I no longer have any contact with my parents or siblings because of this. For all their burning need and wish to help, they often ended up contributing to my depression rather than lessening its burden. They did a lot that helped a lot, but more often than not, what they tried to do did not help me. And over time, their confusion and annoyance made their help turn toxic; I got blamed for the symptoms of my depression. My own mother – who is a general practitioner – accused me of lying about my depression in order to deceive them. I had been trying to explain that it is hard to seek out help when you do not have the energy to do so, but that did not make sense to her, because “all the people I have seen at my office have been eager to get help”. Yes, mother, the people who show up at your clinic would, by definition, be healthy enough to get themselves there – or at least have people around them that brought them.

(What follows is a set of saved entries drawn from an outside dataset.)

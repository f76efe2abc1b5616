pub mod accessory;
pub mod can;
pub mod config;
pub mod failsafe;
pub mod messages;
pub mod motion;
pub mod motor;
pub mod power;
pub mod runtime;
pub mod uplink;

The people too sick to show up and without a support network would not have been able to show up at all. But you do need professional help. You have little to no energy, and your life is falling apart around you.

You need a therapist.

So, you wait for a good day and muster what little energy you have and go to your doctor to get a referral to a therapist. You explain to the doctor what you are going through and take several tests. Then, after a waiting period of up to several weeks, you go to meet with the therapist. And you must yet again explain what you have been going through and take several more tests. You might then be referred to someone else – that specific therapist might not be suited for you. So, you wait a few more weeks and do it all-over again.

And this is assuming you even have the money for it. If you have gotten to this point, you might have racked up some debt because you have not been able to work, and you have not been paying your bills (even if you initially had the money for it). Maybe you are lucky and have parents who can pay it for you, if not you have to go to NAV (the state) for help.

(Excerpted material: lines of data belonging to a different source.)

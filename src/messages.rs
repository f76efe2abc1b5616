// Message types the runtime publishes to the rest of the rover

use serde::{Deserialize, Serialize};

use crate::config::DRIVES_COUNT;
use crate::motor::ActuatorTelemetry;

/// Bump when the snapshot layout changes so readers can reject stale decoders
pub const TELEMETRY_VERSION: u32 = 1;

/// Drive engagement state
#[derive(Debug, Clone, Copy, Default, Serialize, Deserialize, PartialEq, Eq)]
#[serde(rename_all = "snake_case")]
pub enum DriveMode {
    /// Motors freewheel; drives only get keepalives
    #[default]
    Free,
    /// Mixer output is sent every cycle
    Drive,
}

/// Point-in-time copy of the motion state, overwritten every tick
#[derive(Debug, Clone, Serialize)]
pub struct TelemetrySnapshot {
    pub version: u32,
    pub seq: u64,
    pub mode: DriveMode,
    pub connected: bool,
    /// Divisor for `drives[i].duty_fraction` under the active firmware dialect
    pub duty_divisor: f64,
    pub drives: [ActuatorTelemetry; DRIVES_COUNT],
}

/// Power action requested by the ground station; carrying it out is the supervisor's job
#[derive(Debug, Clone, Copy, Serialize, Deserialize, PartialEq, Eq)]
#[serde(rename_all = "snake_case")]
pub enum PowerEvent {
    RebootRequested,
    ShutdownRequested,
}

#[cfg(test)]
mod tests {
    use super::*;

    #[test]
    fn test_snapshot_json() {
        let snapshot = TelemetrySnapshot {
            version: TELEMETRY_VERSION,
            seq: 3,
            mode: DriveMode::Drive,
            connected: true,
            duty_divisor: 1000.0,
            drives: [ActuatorTelemetry::default(); DRIVES_COUNT],
        };
        let json: serde_json::Value = serde_json::to_value(&snapshot).unwrap();
        assert_eq!(json["mode"], "drive");
        assert_eq!(json["version"], 1);
        assert_eq!(json["drives"].as_array().unwrap().len(), DRIVES_COUNT);
        assert_eq!(json["drives"][0]["rpm"], 0);
    }

    #[test]
    fn test_power_event_json() {
        let json = serde_json::to_string(&PowerEvent::ShutdownRequested).unwrap();
        assert_eq!(json, "\"shutdown_requested\"");
    }
}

So, you go to them and explain yourself. You must then fill out several applications and chase down paperwork you have never even heard of before. Then you get an appointment with a councillor. You get more paperwork. You then get assign to your actual councillor, and you get more things to do. You have to work hard to get help for your depression, all the while being in a state where you are likely not able to do that work. You have to explain yourself again and again. Defend your pain again and again. Constantly met with a confusing mixture of sympathetic scrutiny and scepticism when you are ill equipped to meet it.

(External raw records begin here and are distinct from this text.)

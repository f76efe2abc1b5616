// Timeouts, topics, ports and per-deployment tuning
use std::net::SocketAddr;
use std::path::Path;
use std::time::Duration;

use serde::Deserialize;

// Runtime loop frequency (50 ms tick)
pub const LOOP_HZ: u64 = 20;

// Uplink watchdog: forces failsafe neutral after this much silence
pub const UPLINK_TIMEOUT: Duration = Duration::from_millis(500);

// Keepalive cadence while the drives are freewheeling
pub const KEEPALIVE_PERIOD: Duration = Duration::from_millis(50);

// Number of drive actuators on the bus
pub const DRIVES_COUNT: usize = 6;

// Upper bound on frames/datagrams drained per tick, keeps a flood from starving the loop
pub const MAX_CAN_DRAIN: usize = 256;
pub const MAX_UPLINK_DRAIN: usize = 64;
pub const MAX_POWER_DRAIN: usize = 16;

// Zenoh topics
pub const TOPIC_MOTION_STATUS: &str = "rover/motion/status"; // telemetry snapshot
pub const TOPIC_POWER_REQUEST: &str = "rover/power/request"; // reboot/shutdown events

// Network defaults
pub const CAN_INTERFACE: &str = "can0";
pub const UPLINK_PORT: u16 = 5565;
pub const POWER_PORT: u16 = 5011;
pub const GROUND_STATION: &str = "192.168.50.100:5011";

// Pan/tilt servo controller
pub const SERVO_PORT: &str = "/dev/ttyS1";
pub const SERVO_BAUDRATE: u32 = 115_200;

// CAN id we present as when pinging the drives; pong replies come back here
pub const HOST_CAN_ID: u8 = 0xFE;

#[derive(Debug, thiserror::Error)]
pub enum ConfigError {
    #[error("Cannot read config file: {0}")]
    Io(#[from] std::io::Error),

    #[error("Invalid config file: {0}")]
    Json(#[from] serde_json::Error),

    #[error("Unknown firmware dialect '{0}' (expected legacy, v5 or v6)")]
    UnknownDialect(String),

    #[error("Invalid ground station address: {0}")]
    Address(#[from] std::net::AddrParseError),
}

/// Firmware variant of the drive controllers.
///
/// Dialects disagree on the fixed-point scale of the reported duty cycle and on
/// which optional peripherals are fitted. Mixing scales silently corrupts
/// telemetry, so the dialect is picked once per deployment.
#[derive(Debug, Clone, Copy, PartialEq, Deserialize)]
#[serde(default)]
pub struct FirmwareDialect {
    /// Divisor applied to the STATUS duty field (10, 100 or 1000)
    pub duty_divisor: f64,
    pub traction_control: bool,
    pub lights: bool,
    pub servo: bool,
}

impl FirmwareDialect {
    /// Early firmware: duty reported ×10, bare drives only
    pub const LEGACY: Self = Self {
        duty_divisor: 10.0,
        traction_control: false,
        lights: false,
        servo: false,
    };

    /// Duty ×100, traction control and lights
    pub const V5: Self = Self {
        duty_divisor: 100.0,
        traction_control: true,
        lights: true,
        servo: false,
    };

    /// Duty ×1000, everything fitted
    pub const V6: Self = Self {
        duty_divisor: 1000.0,
        traction_control: true,
        lights: true,
        servo: true,
    };

    pub fn by_name(name: &str) -> Result<Self, ConfigError> {
        match name.to_ascii_lowercase().as_str() {
            "legacy" => Ok(Self::LEGACY),
            "v5" => Ok(Self::V5),
            "v6" => Ok(Self::V6),
            _ => Err(ConfigError::UnknownDialect(name.to_string())),
        }
    }
}

impl Default for FirmwareDialect {
    fn default() -> Self {
        Self::V6
    }
}

/// Tunable constants of the mixer and traction-control loop
#[derive(Debug, Clone, Copy, PartialEq, Deserialize)]
#[serde(default)]
pub struct TractionTuning {
    /// Axis values at or below this magnitude are treated as zero
    pub deadzone: f32,
    /// Below this |speed| the mix blends into a pivot turn
    pub pivot_limit: f32,
    /// Per-cycle change of a wheel scale factor
    pub step: f32,
    /// Side-min / own-rpm ratio under which a wheel counts as slipping
    pub slip_ratio: f32,
    /// |rpm| under which a wheel is considered at rest
    pub rpm_floor: f32,
}

impl Default for TractionTuning {
    fn default() -> Self {
        Self {
            deadzone: 0.05,
            pivot_limit: 0.25,
            step: 0.05,
            slip_ratio: 0.9,
            rpm_floor: 5.0,
        }
    }
}

/// Angle limits (degrees) and rates of the pan/tilt head
#[derive(Debug, Clone, Copy, PartialEq, Deserialize)]
#[serde(default)]
pub struct ServoLimits {
    pub pan_min: f32,
    pub pan_max: f32,
    pub tilt_min: f32,
    pub tilt_max: f32,
    /// Degrees per tick at full aux-axis deflection
    pub rate: f32,
}

impl Default for ServoLimits {
    fn default() -> Self {
        Self {
            pan_min: 0.0,
            pan_max: 180.0,
            tilt_min: 30.0,
            tilt_max: 150.0,
            rate: 4.0,
        }
    }
}

/// Full deployment configuration, usually loaded from a JSON file
#[derive(Debug, Clone, Deserialize)]
#[serde(default)]
pub struct RuntimeConfig {
    pub can_interface: String,
    pub uplink_port: u16,
    pub power_port: u16,
    pub ground_station: String,
    pub servo_port: String,
    pub servo_baudrate: u32,
    pub host_can_id: u8,
    pub uplink_timeout_ms: u64,
    pub keepalive_period_ms: u64,
    pub dialect: FirmwareDialect,
    pub traction: TractionTuning,
    pub servo_limits: ServoLimits,
}

impl Default for RuntimeConfig {
    fn default() -> Self {
        Self {
            can_interface: CAN_INTERFACE.to_string(),
            uplink_port: UPLINK_PORT,
            power_port: POWER_PORT,
            ground_station: GROUND_STATION.to_string(),
            servo_port: SERVO_PORT.to_string(),
            servo_baudrate: SERVO_BAUDRATE,
            host_can_id: HOST_CAN_ID,
            uplink_timeout_ms: UPLINK_TIMEOUT.as_millis() as u64,
            keepalive_period_ms: KEEPALIVE_PERIOD.as_millis() as u64,
            dialect: FirmwareDialect::default(),
            traction: TractionTuning::default(),
            servo_limits: ServoLimits::default(),
        }
    }
}

impl RuntimeConfig {
    /// Load a JSON config file; missing keys fall back to the defaults above
    pub fn from_file(path: &Path) -> Result<Self, ConfigError> {
        let text = std::fs::read_to_string(path)?;
        Self::from_json(&text)
    }

    pub fn from_json(text: &str) -> Result<Self, ConfigError> {
        Ok(serde_json::from_str(text)?)
    }

    pub fn uplink_timeout(&self) -> Duration {
        Duration::from_millis(self.uplink_timeout_ms)
    }

    pub fn keepalive_period(&self) -> Duration {
        Duration::from_millis(self.keepalive_period_ms)
    }

    pub fn ground_station_addr(&self) -> Result<SocketAddr, ConfigError> {
        Ok(self.ground_station.parse()?)
    }
}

It seems insane to me, that the people with mental illnesses who are weakened and embarrassed and sick, are also the ones expected to work the hardest to get help. Even in a system as good as the Norwegian one, I feel like the system meant to help the ones in pain is not designed with us in mind. I feel like I must be healthy in order to have the right to be sick.

And of course, all of this is assuming you even know who to talk with and what to ask for in the first place.